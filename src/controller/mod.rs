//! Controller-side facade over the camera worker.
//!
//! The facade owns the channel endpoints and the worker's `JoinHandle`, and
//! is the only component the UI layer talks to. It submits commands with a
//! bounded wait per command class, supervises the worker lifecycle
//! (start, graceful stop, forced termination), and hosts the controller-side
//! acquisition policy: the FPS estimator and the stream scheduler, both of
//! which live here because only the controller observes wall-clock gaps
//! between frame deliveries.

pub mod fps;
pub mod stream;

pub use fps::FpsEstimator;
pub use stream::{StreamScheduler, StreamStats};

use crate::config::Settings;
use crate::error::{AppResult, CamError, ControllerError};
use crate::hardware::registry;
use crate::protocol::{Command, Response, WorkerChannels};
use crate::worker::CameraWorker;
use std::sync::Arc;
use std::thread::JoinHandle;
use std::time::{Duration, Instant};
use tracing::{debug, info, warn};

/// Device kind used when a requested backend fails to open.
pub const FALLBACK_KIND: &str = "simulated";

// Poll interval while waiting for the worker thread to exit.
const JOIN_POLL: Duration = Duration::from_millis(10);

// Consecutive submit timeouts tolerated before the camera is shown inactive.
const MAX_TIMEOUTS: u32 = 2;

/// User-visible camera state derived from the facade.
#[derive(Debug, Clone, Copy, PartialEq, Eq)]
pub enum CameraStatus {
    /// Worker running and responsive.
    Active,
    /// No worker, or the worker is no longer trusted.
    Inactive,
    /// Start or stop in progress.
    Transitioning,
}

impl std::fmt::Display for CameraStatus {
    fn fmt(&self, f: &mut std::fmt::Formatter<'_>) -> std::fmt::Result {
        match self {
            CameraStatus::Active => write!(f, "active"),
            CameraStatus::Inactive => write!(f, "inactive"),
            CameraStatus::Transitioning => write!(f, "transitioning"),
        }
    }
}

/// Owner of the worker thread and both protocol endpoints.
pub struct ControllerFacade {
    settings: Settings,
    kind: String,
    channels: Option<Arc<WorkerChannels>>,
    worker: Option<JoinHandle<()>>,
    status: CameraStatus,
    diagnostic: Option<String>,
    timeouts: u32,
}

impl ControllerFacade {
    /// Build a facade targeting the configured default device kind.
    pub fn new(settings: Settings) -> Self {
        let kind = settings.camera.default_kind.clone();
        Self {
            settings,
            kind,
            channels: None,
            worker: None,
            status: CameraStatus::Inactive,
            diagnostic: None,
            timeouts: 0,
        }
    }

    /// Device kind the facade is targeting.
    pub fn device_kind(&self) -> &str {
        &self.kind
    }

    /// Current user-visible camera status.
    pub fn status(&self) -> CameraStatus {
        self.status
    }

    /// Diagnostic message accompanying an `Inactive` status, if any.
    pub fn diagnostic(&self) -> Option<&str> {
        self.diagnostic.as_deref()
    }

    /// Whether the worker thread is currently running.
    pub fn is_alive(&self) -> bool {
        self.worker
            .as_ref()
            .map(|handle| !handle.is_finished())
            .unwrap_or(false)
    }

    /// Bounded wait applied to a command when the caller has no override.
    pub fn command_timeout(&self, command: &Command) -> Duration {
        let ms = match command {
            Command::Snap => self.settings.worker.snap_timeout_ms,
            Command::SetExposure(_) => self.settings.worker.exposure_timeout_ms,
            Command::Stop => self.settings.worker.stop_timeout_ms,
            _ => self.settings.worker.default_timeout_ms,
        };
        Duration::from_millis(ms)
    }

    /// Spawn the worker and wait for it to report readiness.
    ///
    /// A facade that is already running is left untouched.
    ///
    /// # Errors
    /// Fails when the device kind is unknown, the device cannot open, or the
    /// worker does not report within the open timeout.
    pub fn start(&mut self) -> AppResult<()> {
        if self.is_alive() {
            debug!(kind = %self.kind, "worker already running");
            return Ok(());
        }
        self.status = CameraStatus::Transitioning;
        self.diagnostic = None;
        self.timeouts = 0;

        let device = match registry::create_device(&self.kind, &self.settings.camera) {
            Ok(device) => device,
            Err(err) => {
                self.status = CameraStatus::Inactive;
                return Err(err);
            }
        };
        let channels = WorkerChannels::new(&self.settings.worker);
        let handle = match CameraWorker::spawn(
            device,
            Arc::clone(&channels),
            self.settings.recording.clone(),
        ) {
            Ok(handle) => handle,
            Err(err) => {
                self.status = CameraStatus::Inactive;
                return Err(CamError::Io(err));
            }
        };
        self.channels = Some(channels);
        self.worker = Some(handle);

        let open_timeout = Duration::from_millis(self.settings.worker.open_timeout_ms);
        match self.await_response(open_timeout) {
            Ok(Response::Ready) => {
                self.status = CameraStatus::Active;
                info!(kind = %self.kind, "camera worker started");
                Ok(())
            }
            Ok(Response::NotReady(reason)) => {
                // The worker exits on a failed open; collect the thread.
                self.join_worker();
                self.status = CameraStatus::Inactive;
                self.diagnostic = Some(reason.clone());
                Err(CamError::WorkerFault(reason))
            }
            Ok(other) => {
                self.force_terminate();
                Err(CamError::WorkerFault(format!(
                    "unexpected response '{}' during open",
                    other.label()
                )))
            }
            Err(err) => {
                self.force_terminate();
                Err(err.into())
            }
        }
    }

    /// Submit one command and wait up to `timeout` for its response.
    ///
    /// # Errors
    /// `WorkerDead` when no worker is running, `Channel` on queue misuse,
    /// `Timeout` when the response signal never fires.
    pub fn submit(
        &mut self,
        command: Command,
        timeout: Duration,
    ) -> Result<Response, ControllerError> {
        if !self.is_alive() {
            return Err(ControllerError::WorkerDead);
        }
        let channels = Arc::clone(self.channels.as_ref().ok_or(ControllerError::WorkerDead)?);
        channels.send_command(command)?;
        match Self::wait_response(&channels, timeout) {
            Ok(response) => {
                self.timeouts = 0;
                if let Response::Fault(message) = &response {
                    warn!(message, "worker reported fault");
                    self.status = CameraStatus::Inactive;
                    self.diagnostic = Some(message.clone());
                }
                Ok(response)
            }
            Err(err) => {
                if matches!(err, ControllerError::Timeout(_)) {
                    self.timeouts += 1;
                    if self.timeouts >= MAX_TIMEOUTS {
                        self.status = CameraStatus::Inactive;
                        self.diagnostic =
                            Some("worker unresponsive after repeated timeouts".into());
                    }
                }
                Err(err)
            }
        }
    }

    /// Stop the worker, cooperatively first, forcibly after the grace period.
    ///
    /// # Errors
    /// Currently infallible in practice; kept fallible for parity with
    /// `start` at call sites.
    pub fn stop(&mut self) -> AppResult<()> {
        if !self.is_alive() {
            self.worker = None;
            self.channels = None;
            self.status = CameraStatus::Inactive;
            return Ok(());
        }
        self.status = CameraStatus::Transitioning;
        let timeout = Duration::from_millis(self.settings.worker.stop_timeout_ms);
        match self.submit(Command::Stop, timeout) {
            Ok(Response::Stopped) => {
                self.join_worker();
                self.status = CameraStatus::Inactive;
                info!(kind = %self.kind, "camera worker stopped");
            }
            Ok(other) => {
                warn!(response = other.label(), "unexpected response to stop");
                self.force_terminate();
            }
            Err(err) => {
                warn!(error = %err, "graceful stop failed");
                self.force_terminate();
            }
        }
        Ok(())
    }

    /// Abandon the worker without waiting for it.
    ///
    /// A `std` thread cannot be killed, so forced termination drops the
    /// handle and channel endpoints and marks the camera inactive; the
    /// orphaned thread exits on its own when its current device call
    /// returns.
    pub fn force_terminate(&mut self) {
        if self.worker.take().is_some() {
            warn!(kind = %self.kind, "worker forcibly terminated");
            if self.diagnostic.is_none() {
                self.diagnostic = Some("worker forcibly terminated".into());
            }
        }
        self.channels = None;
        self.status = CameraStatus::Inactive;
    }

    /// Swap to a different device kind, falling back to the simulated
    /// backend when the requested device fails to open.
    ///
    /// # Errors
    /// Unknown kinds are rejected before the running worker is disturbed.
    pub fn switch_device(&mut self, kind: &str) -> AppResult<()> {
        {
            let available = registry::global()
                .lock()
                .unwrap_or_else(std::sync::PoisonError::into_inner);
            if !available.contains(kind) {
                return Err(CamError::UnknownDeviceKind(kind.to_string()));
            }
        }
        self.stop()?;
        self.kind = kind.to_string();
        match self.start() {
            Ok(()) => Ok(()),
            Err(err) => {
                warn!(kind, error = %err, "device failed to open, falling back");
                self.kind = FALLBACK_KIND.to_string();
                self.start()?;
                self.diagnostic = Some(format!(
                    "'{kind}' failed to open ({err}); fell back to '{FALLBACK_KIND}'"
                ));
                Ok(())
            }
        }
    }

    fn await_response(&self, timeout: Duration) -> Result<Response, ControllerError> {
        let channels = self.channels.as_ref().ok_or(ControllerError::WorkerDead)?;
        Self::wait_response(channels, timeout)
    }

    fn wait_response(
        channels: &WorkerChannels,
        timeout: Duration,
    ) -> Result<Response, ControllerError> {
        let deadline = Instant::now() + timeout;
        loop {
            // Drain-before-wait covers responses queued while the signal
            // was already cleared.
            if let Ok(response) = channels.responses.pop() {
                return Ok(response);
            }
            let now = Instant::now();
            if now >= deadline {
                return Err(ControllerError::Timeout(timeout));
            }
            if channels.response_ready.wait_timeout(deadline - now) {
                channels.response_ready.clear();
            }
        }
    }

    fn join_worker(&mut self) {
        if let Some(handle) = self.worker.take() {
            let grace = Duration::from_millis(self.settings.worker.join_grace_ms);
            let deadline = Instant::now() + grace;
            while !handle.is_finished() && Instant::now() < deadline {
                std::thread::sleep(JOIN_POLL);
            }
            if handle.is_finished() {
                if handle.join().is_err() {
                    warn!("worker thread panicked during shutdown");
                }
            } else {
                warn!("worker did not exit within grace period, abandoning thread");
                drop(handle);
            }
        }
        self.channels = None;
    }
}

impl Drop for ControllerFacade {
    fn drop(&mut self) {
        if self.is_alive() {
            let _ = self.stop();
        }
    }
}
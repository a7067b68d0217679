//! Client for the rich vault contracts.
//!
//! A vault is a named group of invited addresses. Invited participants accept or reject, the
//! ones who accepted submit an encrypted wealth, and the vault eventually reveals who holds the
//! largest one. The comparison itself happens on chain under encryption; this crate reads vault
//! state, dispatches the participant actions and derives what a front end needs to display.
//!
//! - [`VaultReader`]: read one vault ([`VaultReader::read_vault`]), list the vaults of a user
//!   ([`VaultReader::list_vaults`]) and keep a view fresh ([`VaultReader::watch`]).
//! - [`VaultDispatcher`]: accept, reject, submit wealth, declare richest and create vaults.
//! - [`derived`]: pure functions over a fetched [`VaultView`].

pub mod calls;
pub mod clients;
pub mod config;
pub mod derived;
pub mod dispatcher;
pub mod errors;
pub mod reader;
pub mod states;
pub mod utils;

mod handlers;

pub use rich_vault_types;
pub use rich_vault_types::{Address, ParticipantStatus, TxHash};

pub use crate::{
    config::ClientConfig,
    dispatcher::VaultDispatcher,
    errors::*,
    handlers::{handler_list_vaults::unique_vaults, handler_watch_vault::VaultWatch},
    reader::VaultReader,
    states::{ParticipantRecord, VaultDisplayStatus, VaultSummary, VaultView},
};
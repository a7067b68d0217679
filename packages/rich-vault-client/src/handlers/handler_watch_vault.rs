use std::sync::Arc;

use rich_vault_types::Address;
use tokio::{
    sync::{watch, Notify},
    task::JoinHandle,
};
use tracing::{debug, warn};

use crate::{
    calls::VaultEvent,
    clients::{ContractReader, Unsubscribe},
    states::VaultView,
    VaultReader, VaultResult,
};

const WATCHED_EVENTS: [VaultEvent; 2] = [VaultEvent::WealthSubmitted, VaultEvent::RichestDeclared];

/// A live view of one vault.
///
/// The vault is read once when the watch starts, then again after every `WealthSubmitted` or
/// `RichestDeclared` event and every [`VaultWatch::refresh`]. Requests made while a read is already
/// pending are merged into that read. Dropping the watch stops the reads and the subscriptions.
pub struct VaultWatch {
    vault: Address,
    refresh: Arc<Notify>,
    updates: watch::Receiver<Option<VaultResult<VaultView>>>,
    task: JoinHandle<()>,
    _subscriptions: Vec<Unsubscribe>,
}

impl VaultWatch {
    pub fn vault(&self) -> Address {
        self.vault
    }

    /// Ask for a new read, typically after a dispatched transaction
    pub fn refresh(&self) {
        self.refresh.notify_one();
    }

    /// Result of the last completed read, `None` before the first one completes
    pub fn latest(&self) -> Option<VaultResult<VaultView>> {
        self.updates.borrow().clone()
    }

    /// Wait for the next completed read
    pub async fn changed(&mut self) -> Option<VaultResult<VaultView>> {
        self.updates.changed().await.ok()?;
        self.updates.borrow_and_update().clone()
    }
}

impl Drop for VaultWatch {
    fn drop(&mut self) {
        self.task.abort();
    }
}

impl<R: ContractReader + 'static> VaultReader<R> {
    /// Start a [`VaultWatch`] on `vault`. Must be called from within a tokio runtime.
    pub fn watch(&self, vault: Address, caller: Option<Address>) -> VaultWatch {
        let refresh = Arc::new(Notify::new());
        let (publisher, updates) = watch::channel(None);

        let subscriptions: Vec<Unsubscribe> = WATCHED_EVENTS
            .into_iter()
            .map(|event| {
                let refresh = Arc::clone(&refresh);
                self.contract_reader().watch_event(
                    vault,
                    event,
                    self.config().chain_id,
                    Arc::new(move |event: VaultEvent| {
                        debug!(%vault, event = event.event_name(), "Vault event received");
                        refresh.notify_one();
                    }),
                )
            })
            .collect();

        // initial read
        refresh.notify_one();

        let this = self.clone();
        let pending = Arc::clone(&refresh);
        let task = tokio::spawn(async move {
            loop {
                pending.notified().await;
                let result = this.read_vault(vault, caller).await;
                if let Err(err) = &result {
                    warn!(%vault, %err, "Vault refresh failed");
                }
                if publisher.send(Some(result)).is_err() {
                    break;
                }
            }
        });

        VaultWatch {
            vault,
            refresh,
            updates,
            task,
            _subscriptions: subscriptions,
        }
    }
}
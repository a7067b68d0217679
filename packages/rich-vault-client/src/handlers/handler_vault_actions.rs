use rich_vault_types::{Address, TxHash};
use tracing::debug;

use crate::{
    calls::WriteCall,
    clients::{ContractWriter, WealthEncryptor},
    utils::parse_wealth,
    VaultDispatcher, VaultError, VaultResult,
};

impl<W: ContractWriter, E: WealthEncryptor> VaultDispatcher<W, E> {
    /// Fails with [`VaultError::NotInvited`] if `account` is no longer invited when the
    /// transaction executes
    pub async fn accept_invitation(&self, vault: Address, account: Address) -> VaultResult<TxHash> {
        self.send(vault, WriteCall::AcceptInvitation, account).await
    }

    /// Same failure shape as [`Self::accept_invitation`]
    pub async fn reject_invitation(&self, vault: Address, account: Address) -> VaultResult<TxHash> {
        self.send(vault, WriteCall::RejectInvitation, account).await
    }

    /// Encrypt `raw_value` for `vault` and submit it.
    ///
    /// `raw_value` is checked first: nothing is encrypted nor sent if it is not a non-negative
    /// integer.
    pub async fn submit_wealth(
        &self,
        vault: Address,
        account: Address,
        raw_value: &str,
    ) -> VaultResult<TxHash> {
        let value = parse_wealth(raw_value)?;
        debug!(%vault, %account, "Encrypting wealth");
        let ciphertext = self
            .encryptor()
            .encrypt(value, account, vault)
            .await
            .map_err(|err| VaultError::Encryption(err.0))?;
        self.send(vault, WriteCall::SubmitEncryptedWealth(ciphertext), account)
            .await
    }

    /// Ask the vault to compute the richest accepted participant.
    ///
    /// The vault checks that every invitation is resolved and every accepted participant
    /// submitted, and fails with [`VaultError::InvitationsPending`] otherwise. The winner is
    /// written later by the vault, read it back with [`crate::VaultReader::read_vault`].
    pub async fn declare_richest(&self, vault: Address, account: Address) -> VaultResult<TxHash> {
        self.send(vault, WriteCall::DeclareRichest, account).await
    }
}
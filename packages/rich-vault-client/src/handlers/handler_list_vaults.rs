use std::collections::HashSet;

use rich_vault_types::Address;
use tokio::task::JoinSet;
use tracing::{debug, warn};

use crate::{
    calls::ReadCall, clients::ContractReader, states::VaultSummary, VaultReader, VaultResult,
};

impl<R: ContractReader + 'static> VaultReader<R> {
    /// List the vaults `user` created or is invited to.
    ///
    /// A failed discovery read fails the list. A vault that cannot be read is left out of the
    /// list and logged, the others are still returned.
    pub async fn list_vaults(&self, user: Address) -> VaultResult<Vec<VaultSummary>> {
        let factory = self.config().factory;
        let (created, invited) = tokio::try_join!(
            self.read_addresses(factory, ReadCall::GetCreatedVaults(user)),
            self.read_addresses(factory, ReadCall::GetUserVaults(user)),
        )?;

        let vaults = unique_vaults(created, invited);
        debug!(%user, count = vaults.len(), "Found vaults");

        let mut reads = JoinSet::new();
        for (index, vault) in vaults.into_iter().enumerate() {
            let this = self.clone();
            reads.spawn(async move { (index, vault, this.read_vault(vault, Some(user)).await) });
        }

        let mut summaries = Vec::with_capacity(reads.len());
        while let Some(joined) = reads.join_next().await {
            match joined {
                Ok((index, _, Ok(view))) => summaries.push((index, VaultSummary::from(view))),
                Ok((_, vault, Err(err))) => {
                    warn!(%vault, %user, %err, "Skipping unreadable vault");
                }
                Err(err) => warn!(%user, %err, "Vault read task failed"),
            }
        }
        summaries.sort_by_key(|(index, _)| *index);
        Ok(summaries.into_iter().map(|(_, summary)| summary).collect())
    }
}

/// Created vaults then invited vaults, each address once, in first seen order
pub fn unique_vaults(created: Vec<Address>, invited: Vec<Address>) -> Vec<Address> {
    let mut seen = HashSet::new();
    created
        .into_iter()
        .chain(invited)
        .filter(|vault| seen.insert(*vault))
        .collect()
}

● **Your task**: Reproduce verbatim the lines above, from the line with "pub struct ControllerFacade" through the line with "facade is targeting.".

● **Solved problem**:
pub struct ControllerFacade {
    settings: Settings,
    kind: String,
    channels: Option<Arc<WorkerChannels>>,
    worker: Option<JoinHandle<()>>,
    status: CameraStatus,
    diagnostic: Option<String>,
    timeouts: u32,
}

impl ControllerFacade {
    /// Build a facade targeting the configured default device kind.
    pub fn new(settings: Settings) -> Self {
        let kind = settings.camera.default_kind.clone();
        Self {
            settings,
            kind,
            channels: None,
            worker: None,
            status: CameraStatus::Inactive,
            diagnostic: None,
            timeouts: 0,
        }
    }

    /// Device kind the facade is targeting.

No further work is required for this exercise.